The MIME string is directly shown except the Subject and the From line(It is shown after the To) as well as all bodies in plain text.

There's my code:

import smtplib
import ssl
import mimetypes
from pathlib import Path
from email.message import EmailMessage
from email.utils import formataddr
import time

class EmailSender:
    PORT = 465
    CONTEXT = ssl.create_default_context()

    def __init__(
        self,
        username,
        password,
        host,
    ):
        self.username = username
        self.password = password
        self.host = host
        self.mails = []

    def _add_name_header(self, name="", mail_addr=""):
        if name:
            return formataddr((name, mail_addr))
        else:
            return mail_addr

    def add_mail(
        self,
        from_email="",
        from_name="",
        to_email="",
        to_name="",
        subject="",
        message_txt="",
        files=None,
    ):
        msg = EmailMessage()
        msg["Subject"] = subject
        msg["From"] = self._add_name_header(from_name, from_email)
        msg["To"] = self._add_name_header(to_name, to_email)
        msg.set_content(message_txt)

        if not files is None:
            for file_obj in files:
                if file_obj.exists():
                    file = str(file_obj)
                    ctype, encoding = mimetypes.guess_type(file)
                    if ctype is None or encoding is not None:
                        # No guess could be made, or the file is encoded (compressed), so use a generic bag-of-bits type.
                        ctype = "application/octet-stream"
                    maintype, subtype = ctype.split("/", 1)
                    with file_obj.open("rb") as fp:
                        msg.add_attachment(
                            fp.read(),
                            maintype=maintype,
                            subtype=subtype,
                            filename=file_obj.name,
                        )

        self.mails.append(msg)

    def send(self, time_interval=1):
        with smtplib.SMTP_SSL(
            host=self.host, port=self.PORT, context=self.CONTEXT
        ) as server:
            try:
                server.login(user=self.username, password=self.password)
            except Exception as e:
                # Need process errors
                raise e
            for msg in self.mails:
                server.send_message(msg)
                time.sleep(time_interval)

And I just do:

sender = EmailSender(
        username, password, host="smtp.163.com"
)

files = list(Path("D:/").glob("*.pdf"))

sender.add_mail(
        from_email, from_name, to_email, to_name, subject, message_txt, files=None
)
sender.send(time_interval=10)

Solution

  • I'm the OP of the question.
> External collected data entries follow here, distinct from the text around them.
//! Port Allocator (C1).
//!
//! Assigns contiguous port ranges per streamer. Thread-safe under
//! concurrent allocate/release; all returned ranges are pairwise disjoint
//! at any instant (§4.1 invariant).

use std::collections::BTreeSet;
use std::sync::Mutex;

use dashmap::DashMap;

#[derive(Debug, Clone, Copy)]
pub struct PortAllocatorConfig {
    pub base_port: u16,
    pub ports_per_streamer: u16,
}

impl Default for PortAllocatorConfig {
    fn default() -> Self {
        Self {
            base_port: 9000,
            ports_per_streamer: 4,
        }
    }
}

pub struct PortAllocator {
    config: PortAllocatorConfig,
    assignments: DashMap<String, u16>,
    /// Slots currently in use, guarded separately so allocate/release can
    /// scan for the lowest free slot without racing each other.
    used_slots: Mutex<BTreeSet<u32>>,
}

impl PortAllocator {
    pub fn new(config: PortAllocatorConfig) -> Self {
        Self {
            config,
            assignments: DashMap::new(),
            used_slots: Mutex::new(BTreeSet::new()),
        }
    }

    /// Return the existing assignment for `streamer_id`, if any.
    pub fn get(&self, streamer_id: &str) -> Option<u16> {
        self.assignments.get(streamer_id).map(|p| *p)
    }

    /// Allocate (or return the existing) base port for `streamer_id`.
    /// Idempotent under identity.
    pub fn allocate(&self, streamer_id: &str) -> u16 {
        if let Some(existing) = self.get(streamer_id) {
            return existing;
        }

        let mut used = self.used_slots.lock().unwrap();
        let slot = (0u32..).find(|s| !used.contains(s)).unwrap();
        used.insert(slot);
        drop(used);

        let port = self.config.base_port + (slot as u16) * self.config.ports_per_streamer;
        self.assignments.insert(streamer_id.to_string(), port);
        port
    }

    /// Release the assignment for `streamer_id`; its slot becomes reusable.
    pub fn release(&self, streamer_id: &str) {
        if let Some((_, port)) = self.assignments.remove(streamer_id) {
            let slot = ((port - self.config.base_port) / self.config.ports_per_streamer) as u32;
            self.used_slots.lock().unwrap().remove(&slot);
        }
    }
}

#[cfg(test)]
mod tests {
    use super::*;

    fn allocator() -> PortAllocator {
        PortAllocator::new(PortAllocatorConfig {
            base_port: 9000,
            ports_per_streamer: 4,
        })
    }

    #[test]
    fn allocate_is_idempotent() {
        let a = allocator();
        let p1 = a.allocate("s1");
        let p2 = a.allocate("s1");
        assert_eq!(p1, p2);
    }

    #[test]
    fn distinct_streamers_get_disjoint_ranges() {
        let a = allocator();
        let p1 = a.allocate("s1");
        let p2 = a.allocate("s2");
        assert_ne!(p1, p2);
        let r1 = p1..(p1 + 4);
        let r2 = p2..(p2 + 4);
        assert!(r1.end <= r2.start || r2.end <= r1.start);
    }

    #[test]
    fn release_frees_the_slot_for_reuse() {
        let a = allocator();
        let p1 = a.allocate("s1");
        a.release("s1");
        assert_eq!(a.get("s1"), None);
        let p2 = a.allocate("s2");
        assert_eq!(p1, p2, "freed slot should be reused by the lowest-slot search");
    }

    #[test]
    fn lowest_free_slot_is_chosen() {
        let a = allocator();
        let p1 = a.allocate("s1"); // slot 0 -> 9000
        let p2 = a.allocate("s2"); // slot 1 -> 9004
        a.release("s1");
        let p3 = a.allocate("s3"); // should reuse slot 0
        assert_eq!(p1, p3);
        assert_eq!(p2, 9004);
    }

    #[test]
    fn release_of_unknown_streamer_is_a_no_op() {
        let a = allocator();
        a.release("never-allocated");
        assert_eq!(a.get("never-allocated"), None);
    }
}
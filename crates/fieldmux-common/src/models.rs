//! Data model shared between the telemetry hub and its collaborators.
//!
//! These types mirror the snapshot field schemas literally: field names
//! and units live in the variable name itself (`rtt_ms`, `speed_kmh`,
//! `download_mbps`, `obstruction_pct`, `loss_pct`) so the wire JSON needs
//! no translation layer.

use chrono::{DateTime, Utc};
use serde::{Deserialize, Serialize};

// ── Streamer identity ───────────────────────────────────────────────

/// A registered streamer account, as held by the persistence collaborator.
#[derive(Debug, Clone, Serialize, Deserialize)]
pub struct StreamerRecord {
    pub id: String,
    pub name: String,
    pub avatar_url: String,
    pub color: String,
    pub socials: Vec<String>,
    pub approved: bool,
    /// Write-scoped credential: presented by the field agent.
    #[serde(skip_serializing)]
    pub write_credential: String,
    /// Read-scoped credential: presented by overlay clients.
    #[serde(skip_serializing)]
    pub read_credential: String,
    pub destinations: Vec<StreamDestination>,
    pub created_at: DateTime<Utc>,
}

/// Public view of a [`StreamerRecord`] with both credentials stripped.
#[derive(Debug, Clone, Serialize, Deserialize)]
pub struct StreamerPublic {
    pub id: String,
    pub name: String,
    pub avatar_url: String,
    pub color: String,
    pub approved: bool,
    pub socials: Vec<String>,
}

impl From<&StreamerRecord> for StreamerPublic {
    fn from(r: &StreamerRecord) -> Self {
        Self {
            id: r.id.clone(),
            name: r.name.clone(),
            avatar_url: r.avatar_url.clone(),
            color: r.color.clone(),
            approved: r.approved,
            socials: r.socials.clone(),
        }
    }
}

/// A configured relay destination, read at pipeline start.
#[derive(Debug, Clone, Serialize, Deserialize)]
pub struct StreamDestination {
    /// Free-form platform tag (e.g. "youtube", "twitch", "custom").
    pub platform: String,
    pub rtmp_url: String,
    pub enabled: bool,
}

// ── GPS ─────────────────────────────────────────────────────────────

#[derive(Debug, Clone, Copy, PartialEq, Eq, Serialize, Deserialize)]
#[serde(rename_all = "snake_case")]
pub enum FixKind {
    None,
    #[serde(rename = "2d")]
    TwoD,
    #[serde(rename = "3d")]
    ThreeD,
}

impl Default for FixKind {
    fn default() -> Self {
        FixKind::None
    }
}

#[derive(Debug, Clone, Copy, PartialEq, Serialize, Deserialize)]
pub struct GpsFix {
    pub lat: f64,
    pub lng: f64,
    #[serde(default)]
    pub speed_kmh: f64,
    #[serde(default)]
    pub altitude_m: f64,
    #[serde(default)]
    pub heading: f64,
    #[serde(default)]
    pub satellites: u32,
    #[serde(default)]
    pub fix: FixKind,
}

impl Default for GpsFix {
    fn default() -> Self {
        Self {
            lat: 0.0,
            lng: 0.0,
            speed_kmh: 0.0,
            altitude_m: 0.0,
            heading: 0.0,
            satellites: 0,
            fix: FixKind::None,
        }
    }
}

// ── Hardware ────────────────────────────────────────────────────────

#[derive(Debug, Clone, Copy, PartialEq, Serialize, Deserialize, Default)]
pub struct HardwareMetrics {
    #[serde(default)]
    pub cpu_percent: f32,
    #[serde(default)]
    pub cpu_temp_c: f32,
    #[serde(default)]
    pub ram_percent: f32,
    #[serde(default)]
    pub disk_percent: f32,
    #[serde(default)]
    pub battery_percent: Option<f32>,
    #[serde(default)]
    pub battery_charging: bool,
}

// ── Network links ───────────────────────────────────────────────────

#[derive(Debug, Clone, Copy, PartialEq, Eq, Serialize, Deserialize)]
#[serde(rename_all = "snake_case")]
pub enum LinkKind {
    #[serde(rename = "4g")]
    FourG,
    Wifi,
    Ethernet,
    Vpn,
    Starlink,
    Unknown,
}

impl Default for LinkKind {
    fn default() -> Self {
        LinkKind::Unknown
    }
}

#[derive(Debug, Clone, PartialEq, Serialize, Deserialize)]
pub struct NetworkLink {
    pub interface: String,
    #[serde(rename = "type", default)]
    pub kind: LinkKind,
    #[serde(default)]
    pub connected: bool,
    #[serde(default)]
    pub rtt_ms: f64,
    #[serde(default)]
    pub jitter_ms: f64,
    #[serde(default)]
    pub loss_pct: f64,
    #[serde(default)]
    pub bandwidth_mbps: f64,
    #[serde(default)]
    pub score: u8,
}

#[derive(Debug, Clone, Deserialize)]
pub struct NetworkLinksPayload {
    pub links: Vec<NetworkLink>,
}

// ── Starlink ────────────────────────────────────────────────────────

#[derive(Debug, Clone, Copy, PartialEq, Serialize, Deserialize, Default)]
pub struct StarlinkMetrics {
    #[serde(default)]
    pub connected: bool,
    #[serde(default)]
    pub latency_ms: f64,
    #[serde(default)]
    pub download_mbps: f64,
    #[serde(default)]
    pub upload_mbps: f64,
    #[serde(default)]
    pub obstruction_pct: f64,
    #[serde(default)]
    pub uptime_s: u64,
}

// ── Health ──────────────────────────────────────────────────────────

#[derive(Debug, Clone, Copy, PartialEq, Eq, Serialize, Deserialize)]
#[serde(rename_all = "snake_case")]
pub enum HealthState {
    Healthy,
    Degraded,
    Critical,
    Down,
}

impl std::fmt::Display for HealthState {
    fn fmt(&self, f: &mut std::fmt::Formatter<'_>) -> std::fmt::Result {
        match self {
            HealthState::Healthy => write!(f, "healthy"),
            HealthState::Degraded => write!(f, "degraded"),
            HealthState::Critical => write!(f, "critical"),
            HealthState::Down => write!(f, "down"),
        }
    }
}

#[derive(Debug, Clone, PartialEq, Serialize, Deserialize)]
pub struct HealthStatus {
    pub score: u8,
    pub state: HealthState,
    #[serde(default)]
    pub active_links: u32,
    #[serde(default)]
    pub total_links: u32,
    #[serde(default)]
    pub bitrate_kbps: f64,
    #[serde(default)]
    pub message: String,
}

impl Default for HealthStatus {
    /// Initial health state is DOWN (§4.7) until the first evaluation runs.
    fn default() -> Self {
        Self {
            score: 0,
            state: HealthState::Down,
            active_links: 0,
            total_links: 0,
            bitrate_kbps: 0.0,
            message: String::new(),
        }
    }
}

// ── Live snapshot ───────────────────────────────────────────────────

/// The live telemetry snapshot for one connected streamer. Exists only
/// while a field uplink is open (§3 invariants).
#[derive(Debug, Clone, Serialize, Deserialize)]
pub struct LiveSnapshot {
    pub streamer_id: String,
    pub name: String,
    pub avatar_url: String,
    pub color: String,
    pub socials: Vec<String>,
    #[serde(default)]
    pub gps: GpsFix,
    #[serde(default)]
    pub hardware: HardwareMetrics,
    #[serde(default)]
    pub network_links: Vec<NetworkLink>,
    #[serde(default)]
    pub starlink: StarlinkMetrics,
    #[serde(default)]
    pub health: HealthStatus,
    pub location_name: Option<String>,
    pub updated_at: DateTime<Utc>,
}

impl LiveSnapshot {
    /// Construct a fresh snapshot from a streamer record, with every
    /// telemetry field at its default until the field agent reports in.
    pub fn from_record(record: &StreamerRecord) -> Self {
        Self {
            streamer_id: record.id.clone(),
            name: record.name.clone(),
            avatar_url: record.avatar_url.clone(),
            color: record.color.clone(),
            socials: record.socials.clone(),
            gps: GpsFix::default(),
            hardware: HardwareMetrics::default(),
            network_links: Vec::new(),
            starlink: StarlinkMetrics::default(),
            health: HealthStatus::default(),
            location_name: None,
            updated_at: Utc::now(),
        }
    }
}
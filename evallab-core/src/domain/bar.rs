//! Bars: raw OHLCV input and the signal-annotated series the engine replays.

use chrono::NaiveDate;
use serde::{Deserialize, Deserializer, Serialize};
use thiserror::Error;

use super::signal::Signal;

/// Errors raised while interpreting bar fields.
#[derive(Debug, Error, PartialEq)]
pub enum BarError {
    #[error("invalid date '{0}': expected a YYYY-MM-DD prefix")]
    InvalidDate(String),
    #[error("invalid signal {0}: expected 1, -1 or 0")]
    InvalidSignal(i64),
}

/// Parse an ISO-8601 date or timestamp, keeping only the calendar date.
///
/// `2024-03-15`, `2024-03-15 00:00:00-04:00` and `2024-03-15T09:30:00Z` all
/// resolve to 2024-03-15. Any time-of-day component is discarded.
pub fn parse_calendar_date(raw: &str) -> Result<NaiveDate, BarError> {
    let trimmed = raw.trim();
    let prefix = trimmed
        .get(..10)
        .ok_or_else(|| BarError::InvalidDate(raw.to_string()))?;
    NaiveDate::parse_from_str(prefix, "%Y-%m-%d")
        .map_err(|_| BarError::InvalidDate(raw.to_string()))
}

/// Serde adapter for [`parse_calendar_date`].
pub fn deserialize_calendar_date<'de, D>(deserializer: D) -> Result<NaiveDate, D::Error>
where
    D: Deserializer<'de>,
{
    let raw = String::deserialize(deserializer)?;
    parse_calendar_date(&raw).map_err(serde::de::Error::custom)
}

/// Daily OHLCV bar as delivered by an upstream data source.
///
/// Only `date` and `close` are required by anything in this crate; the other
/// fields are carried through when the source provides them.
#[derive(Debug, Clone, PartialEq, Serialize, Deserialize)]
pub struct RawBar {
    #[serde(deserialize_with = "deserialize_calendar_date")]
    pub date: NaiveDate,
    #[serde(default)]
    pub open: Option<f64>,
    #[serde(default)]
    pub high: Option<f64>,
    #[serde(default)]
    pub low: Option<f64>,
    pub close: f64,
    #[serde(default)]
    pub volume: Option<u64>,
}

impl RawBar {
    pub fn from_close(date: NaiveDate, close: f64) -> Self {
        Self {
            date,
            open: None,
            high: None,
            low: None,
            close,
            volume: None,
        }
    }
}

/// A bar annotated with a trading signal: the unit the backtest engine consumes.
#[derive(Debug, Clone, Copy, PartialEq, Serialize, Deserialize)]
pub struct PriceBar {
    #[serde(deserialize_with = "deserialize_calendar_date")]
    pub date: NaiveDate,
    pub close: f64,
    pub signal: Signal,
}

impl PriceBar {
    pub fn new(date: NaiveDate, close: f64, signal: Signal) -> Self {
        Self {
            date,
            close,
            signal,
        }
    }

    /// Whether the close is usable as a fill price.
    pub fn has_valid_close(&self) -> bool {
        self.close.is_finite() && self.close > 0.0
    }
}

/// Output of a signal annotator: the source bar plus its signal.
#[derive(Debug, Clone, PartialEq, Serialize, Deserialize)]
pub struct AnnotatedBar {
    #[serde(flatten)]
    pub bar: RawBar,
    pub signal: Signal,
    /// Optional conviction score; the crossover annotator reports the MA gap.
    #[serde(default, skip_serializing_if = "Option::is_none")]
    pub strength: Option<f64>,
}

impl AnnotatedBar {
    pub fn to_price_bar(&self) -> PriceBar {
        PriceBar::new(self.bar.date, self.bar.close, self.signal)
    }
}

/// Project an annotated series onto the engine's input shape, preserving order.
pub fn to_price_bars(annotated: &[AnnotatedBar]) -> Vec<PriceBar> {
    annotated.iter().map(AnnotatedBar::to_price_bar).collect()
}
//! Single-pass replay of an annotated bar series through one [`Account`].

use serde::{Deserialize, Serialize};
use tracing::{debug, info, warn};

use super::account::{Account, Execution, Skip};
use crate::domain::{round_cents, EquityPoint, PriceBar, Summary, TradeAction, TradeRecord};

/// Everything one backtest run emits.
#[derive(Debug, Clone, PartialEq, Serialize, Deserialize)]
pub struct BacktestReport {
    pub summary: Summary,
    pub trades: Vec<TradeRecord>,
    pub equity_curve: Vec<EquityPoint>,
}

/// Replay `bars` in the given order, starting with `initial_cash`.
///
/// The first bar is history only; trading starts at index 1 and every later
/// bar contributes exactly one equity point. A position still open after the
/// last bar is liquidated at the last close into the final value, without a
/// closing trade record and without touching the equity curve.
///
/// Closes must be finite and positive; validate with
/// [`crate::validate::validate_bars`] at the boundary. Fewer than two bars
/// yields empty logs and a zero-return summary.
pub fn run_backtest(bars: &[PriceBar], initial_cash: f64) -> BacktestReport {
    if bars.len() < 2 {
        return BacktestReport {
            summary: Summary::flat(initial_cash),
            trades: Vec::new(),
            equity_curve: Vec::new(),
        };
    }

    let mut account = Account::new(initial_cash);
    let mut trades = Vec::new();
    let mut equity_curve = Vec::with_capacity(bars.len() - 1);

    for bar in &bars[1..] {
        let price = bar.close;
        match account.apply(bar.signal, price) {
            Ok(execution) => {
                let record = trade_record(bar, execution, account.cash());
                debug!(
                    date = %record.date,
                    action = %record.action,
                    shares = record.shares,
                    price = record.price,
                    "executed trade"
                );
                trades.push(record);
            }
            Err(Skip::InsufficientCash) => {
                warn!(
                    date = %bar.date,
                    price,
                    cash = account.cash(),
                    "buy skipped: cash below one share"
                );
            }
            Err(Skip::NoTransition) => {}
        }

        equity_curve.push(EquityPoint {
            date: bar.date,
            equity: round_cents(account.equity(price)),
            close: round_cents(price),
        });
    }

    if let Some(last) = bars.last() {
        let proceeds = account.liquidate(last.close);
        if proceeds > 0.0 {
            debug!(date = %last.date, proceeds, "open position marked to final close");
        }
    }

    let summary = Summary::compute(initial_cash, account.cash(), &trades);
    let buys = trades.iter().filter(|t| t.action == TradeAction::Buy).count();
    info!(
        bars = bars.len(),
        buys,
        sells = trades.len() - buys,
        final_value = summary.final_value,
        return_percent = summary.return_percent,
        "backtest complete"
    );

    BacktestReport {
        summary,
        trades,
        equity_curve,
    }
}

fn trade_record(bar: &PriceBar, execution: Execution, cash_after: f64) -> TradeRecord {
    let (action, shares, price, pnl) = match execution {
        Execution::Bought { shares, price } => (TradeAction::Buy, shares, price, None),
        Execution::Sold { shares, price, pnl } => {
            (TradeAction::Sell, shares, price, Some(round_cents(pnl)))
        }
    };
    TradeRecord {
        date: bar.date,
        action,
        price: round_cents(price),
        shares,
        cash_after: round_cents(cash_after),
        pnl,
    }
}
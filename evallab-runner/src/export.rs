//! Artifact export: JSON manifest plus CSV trade log and equity curve.
//!
//! The manifest carries `schema_version`; manifests written by a newer
//! version are rejected on import.

use std::path::{Path, PathBuf};

use anyhow::{bail, Context, Result};
use evallab_core::domain::{EquityPoint, TradeAction, TradeRecord};

use crate::runner::{EvaluationResult, SCHEMA_VERSION};

pub const MANIFEST_FILE: &str = "manifest.json";
pub const TRADE_LOG_FILE: &str = "trade_log.csv";
pub const EQUITY_CURVE_FILE: &str = "equity_curve.csv";

// ─── JSON export ────────────────────────────────────────────────────

/// Serialize an `EvaluationResult` to pretty JSON.
pub fn export_json(result: &EvaluationResult) -> Result<String> {
    serde_json::to_string_pretty(result).context("failed to serialize EvaluationResult to JSON")
}

/// Deserialize an `EvaluationResult`, rejecting newer schema versions.
pub fn import_json(json: &str) -> Result<EvaluationResult> {
    let result: EvaluationResult =
        serde_json::from_str(json).context("failed to deserialize EvaluationResult from JSON")?;
    if result.schema_version > SCHEMA_VERSION {
        bail!(
            "unsupported schema version {} (max supported: {})",
            result.schema_version,
            SCHEMA_VERSION
        );
    }
    Ok(result)
}

// ─── CSV export ─────────────────────────────────────────────────────

/// Trade log as CSV: `date, action, price, shares, cash, pnl`.
///
/// BUY rows carry no realized pnl and are written as 0.
pub fn export_trades_csv(trades: &[TradeRecord]) -> Result<String> {
    let mut wtr = csv::Writer::from_writer(vec![]);
    wtr.write_record(["date", "action", "price", "shares", "cash", "pnl"])?;
    for t in trades {
        let pnl = match t.action {
            TradeAction::Buy => 0.0,
            TradeAction::Sell => t.pnl.unwrap_or(0.0),
        };
        wtr.write_record([
            &t.date.to_string(),
            &t.action.to_string(),
            &format!("{:.2}", t.price),
            &t.shares.to_string(),
            &format!("{:.2}", t.cash_after),
            &format!("{:.2}", pnl),
        ])?;
    }
    let data = wtr.into_inner().context("failed to flush CSV writer")?;
    String::from_utf8(data).context("CSV output is not valid UTF-8")
}

/// Equity curve as CSV: `date, equity, close`.
pub fn export_equity_csv(equity_curve: &[EquityPoint]) -> Result<String> {
    let mut wtr = csv::Writer::from_writer(vec![]);
    wtr.write_record(["date", "equity", "close"])?;
    for point in equity_curve {
        wtr.write_record([
            &point.date.to_string(),
            &format!("{:.2}", point.equity),
            &format!("{:.2}", point.close),
        ])?;
    }
    let data = wtr.into_inner().context("failed to flush CSV writer")?;
    String::from_utf8(data).context("CSV output is not valid UTF-8")
}

/// Write the trade log to `path`.
pub fn save_trade_log(trades: &[TradeRecord], path: &Path) -> Result<()> {
    let csv = export_trades_csv(trades)?;
    std::fs::write(path, csv).with_context(|| format!("failed to write {}", path.display()))
}

/// Write the equity curve to `path`.
pub fn save_equity_curve(equity_curve: &[EquityPoint], path: &Path) -> Result<()> {
    let csv = export_equity_csv(equity_curve)?;
    std::fs::write(path, csv).with_context(|| format!("failed to write {}", path.display()))
}

// ─── Artifact bundle ────────────────────────────────────────────────

/// Save the full artifact set for one evaluation.
///
/// Creates `{symbol}_{signal_source}_{timestamp}/` under `output_dir` with
/// `manifest.json`, `trade_log.csv` and `equity_curve.csv`, and returns the
/// created directory.
pub fn save_artifacts(result: &EvaluationResult, output_dir: &Path) -> Result<PathBuf> {
    let dirname = format!(
        "{}_{}_{}",
        path_component(&result.symbol),
        path_component(&result.signal_source),
        chrono::Local::now().format("%Y%m%d_%H%M%S")
    );
    let run_dir = output_dir.join(dirname);
    std::fs::create_dir_all(&run_dir)
        .with_context(|| format!("failed to create artifact dir: {}", run_dir.display()))?;

    let json = export_json(result)?;
    let manifest = run_dir.join(MANIFEST_FILE);
    std::fs::write(&manifest, json)
        .with_context(|| format!("failed to write {}", manifest.display()))?;
    save_trade_log(&result.trades, &run_dir.join(TRADE_LOG_FILE))?;
    save_equity_curve(&result.equity_curve, &run_dir.join(EQUITY_CURVE_FILE))?;

    Ok(run_dir)
}

/// Restrict a label to `[A-Za-z0-9._-]` so it stays a single path component.
fn path_component(label: &str) -> String {
    label
        .chars()
        .map(|c| {
            if c.is_ascii_alphanumeric() || matches!(c, '.' | '_' | '-') {
                c
            } else {
                '_'
            }
        })
        .collect()
}

/// Load an `EvaluationResult` from an artifact directory's manifest.
pub fn load_artifacts(dir: &Path) -> Result<EvaluationResult> {
    let manifest_path = dir.join(MANIFEST_FILE);
    let json = std::fs::read_to_string(&manifest_path)
        .with_context(|| format!("failed to read {}", manifest_path.display()))?;
    import_json(&json)
}
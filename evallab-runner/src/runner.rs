//! Evaluation runner: validates loaded bars, annotates them, replays the
//! annotated series through the engine and attaches a latest-bar
//! recommendation.
//!
//! Two entry points:
//! - `evaluate()`: one [`EvalConfig`] against pre-loaded bars. Used by the CLI.
//! - `evaluate_signal()`: a single [`SignalConfig`] with shared backtest
//!   settings. Used by `compare` to fan out over annotators.

use serde::{Deserialize, Serialize};
use thiserror::Error;
use tracing::info;

use evallab_core::domain::{
    to_price_bars, AnnotatedBar, EquityPoint, RawBar, Summary, TradeRecord,
};
use evallab_core::indicators::MovingAverages;
use evallab_core::signals::AnnotatorError;
use evallab_core::{
    advise, run_backtest, validate_initial_cash, validate_raw_bars, Recommendation,
    ValidationError,
};

use crate::config::{BacktestSection, ConfigError, EvalConfig, SignalConfig};
use crate::data_loader::{LoadError, LoadedBars};

/// Errors from the runner.
#[derive(Debug, Error)]
pub enum RunError {
    #[error("config error: {0}")]
    Config(#[from] ConfigError),
    #[error("data error: {0}")]
    Data(#[from] LoadError),
    #[error("invalid input: {0}")]
    Validation(#[from] ValidationError),
    #[error("annotator error: {0}")]
    Annotator(#[from] AnnotatorError),
    #[error("signal source 'precomputed' requires a signal column in the input data")]
    MissingSignals,
}

/// Current schema version for persisted artifacts.
pub const SCHEMA_VERSION: u32 = 1;

/// Complete result of a single evaluation.
#[derive(Debug, Clone, PartialEq, Serialize, Deserialize)]
pub struct EvaluationResult {
    /// Schema version for forward-compatible deserialization.
    #[serde(default = "default_schema_version")]
    pub schema_version: u32,
    pub symbol: String,
    pub signal_source: String,
    pub bar_count: usize,
    pub start_date: String,
    pub end_date: String,
    pub dataset_hash: String,
    pub initial_cash: f64,
    pub summary: Summary,
    pub trades: Vec<TradeRecord>,
    pub equity_curve: Vec<EquityPoint>,
    #[serde(default)]
    pub recommendation: Option<Recommendation>,
}

fn default_schema_version() -> u32 {
    SCHEMA_VERSION
}

/// Run one evaluation as described by `config`.
pub fn evaluate(config: &EvalConfig, data: &LoadedBars) -> Result<EvaluationResult, RunError> {
    config.validate()?;
    evaluate_signal(&config.signal, &config.backtest, data)
}

/// Run one annotator configuration against `data`.
pub fn evaluate_signal(
    signal: &SignalConfig,
    backtest: &BacktestSection,
    data: &LoadedBars,
) -> Result<EvaluationResult, RunError> {
    validate_initial_cash(backtest.initial_cash)?;
    validate_raw_bars(&data.bars)?;

    let annotated = annotate(signal, data)?;
    let report = run_backtest(&to_price_bars(&annotated), backtest.initial_cash);

    let windows = signal.advice_windows();
    let averages = MovingAverages::compute(&data.bars, windows.short_window, windows.long_window);
    let recommendation = advise(&annotated, &averages);

    let symbol = backtest.symbol.clone().unwrap_or_else(|| "UNKNOWN".to_string());
    info!(
        symbol = %symbol,
        signal = signal.name(),
        bars = data.len(),
        final_value = report.summary.final_value,
        return_percent = report.summary.return_percent,
        "evaluation complete"
    );

    Ok(EvaluationResult {
        schema_version: SCHEMA_VERSION,
        symbol,
        signal_source: signal.name().to_string(),
        bar_count: data.len(),
        start_date: data.bars.first().map(|b| b.date.to_string()).unwrap_or_default(),
        end_date: data.bars.last().map(|b| b.date.to_string()).unwrap_or_default(),
        dataset_hash: dataset_hash(&data.bars),
        initial_cash: backtest.initial_cash,
        summary: report.summary,
        trades: report.trades,
        equity_curve: report.equity_curve,
        recommendation,
    })
}

/// Produce the annotated series for `signal`, either by running the
/// configured annotator or by pairing bars with the loaded signal column.
pub fn annotate(signal: &SignalConfig, data: &LoadedBars) -> Result<Vec<AnnotatedBar>, RunError> {
    match signal.build()? {
        Some(annotator) => Ok(annotator.annotate(&data.bars)),
        None => data.precomputed().ok_or(RunError::MissingSignals),
    }
}

/// Deterministic BLAKE3 hash over every bar field in series order.
///
/// Absent optional fields hash as a marker byte so `None` and `Some(0.0)`
/// differ.
pub fn dataset_hash(bars: &[RawBar]) -> String {
    let mut hasher = blake3::Hasher::new();
    for bar in bars {
        hasher.update(bar.date.to_string().as_bytes());
        for field in [bar.open, bar.high, bar.low] {
            hash_optional(&mut hasher, field.map(f64::to_le_bytes));
        }
        hasher.update(&bar.close.to_le_bytes());
        hash_optional(&mut hasher, bar.volume.map(u64::to_le_bytes));
    }
    hasher.finalize().to_hex().to_string()
}

fn hash_optional(hasher: &mut blake3::Hasher, bytes: Option<[u8; 8]>) {
    match bytes {
        Some(bytes) => {
            hasher.update(&[1]);
            hasher.update(&bytes);
        }
        None => {
            hasher.update(&[0]);
        }
    }
}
I just solved this problem by myself and I'd share the solution.

    TLNR: Non-Ascii chars are used in my mails so use msg = EmailMessage(EmailPolicy(utf8=True)) instead of msg = EmailMessage().

    I misunderstood these sentences in the doc of SMTP.send_message:

    If any of the addresses in from_addr and to_addrs contain non-ASCII characters and the server does not advertise SMTPUTF8 support, an SMTPNotSupported error is raised. Otherwise the Message is serialized with a clone of its policy with the utf8 attribute set to True, and SMTPUTF8 and BODY=8BITMIME are added to mail_options.

    Since I add a non-ASCII header to my address, I believe that smtplib will automatically use the utf8 policy for me. But in the file smtplib.py I saw this:

    if from_addr is None:
        # Some code
        from_addr = email.utils.getaddresses([from_addr])[0][1]
    if to_addrs is None:
        # Some code
        to_addrs = [a[1] for a in email.utils.getaddresses(addr_fields)]
    # Some code
    international = False
    try:
        "".join([from_addr, *to_addrs]).encode("ascii")
    except UnicodeEncodeError:
        # Some code
        international = True
    

    That is, the function only checks if the address parts have non-ASCII chars but not along with the header names.

    After that, the message is dealt with as pure ASCII content, that's maybe no problem, I have no idea why, but somohow, many extra /r chars are inserted before and after the To:xxx line, which makes the smtp server think this as a separator maybe? And finally caused the problem.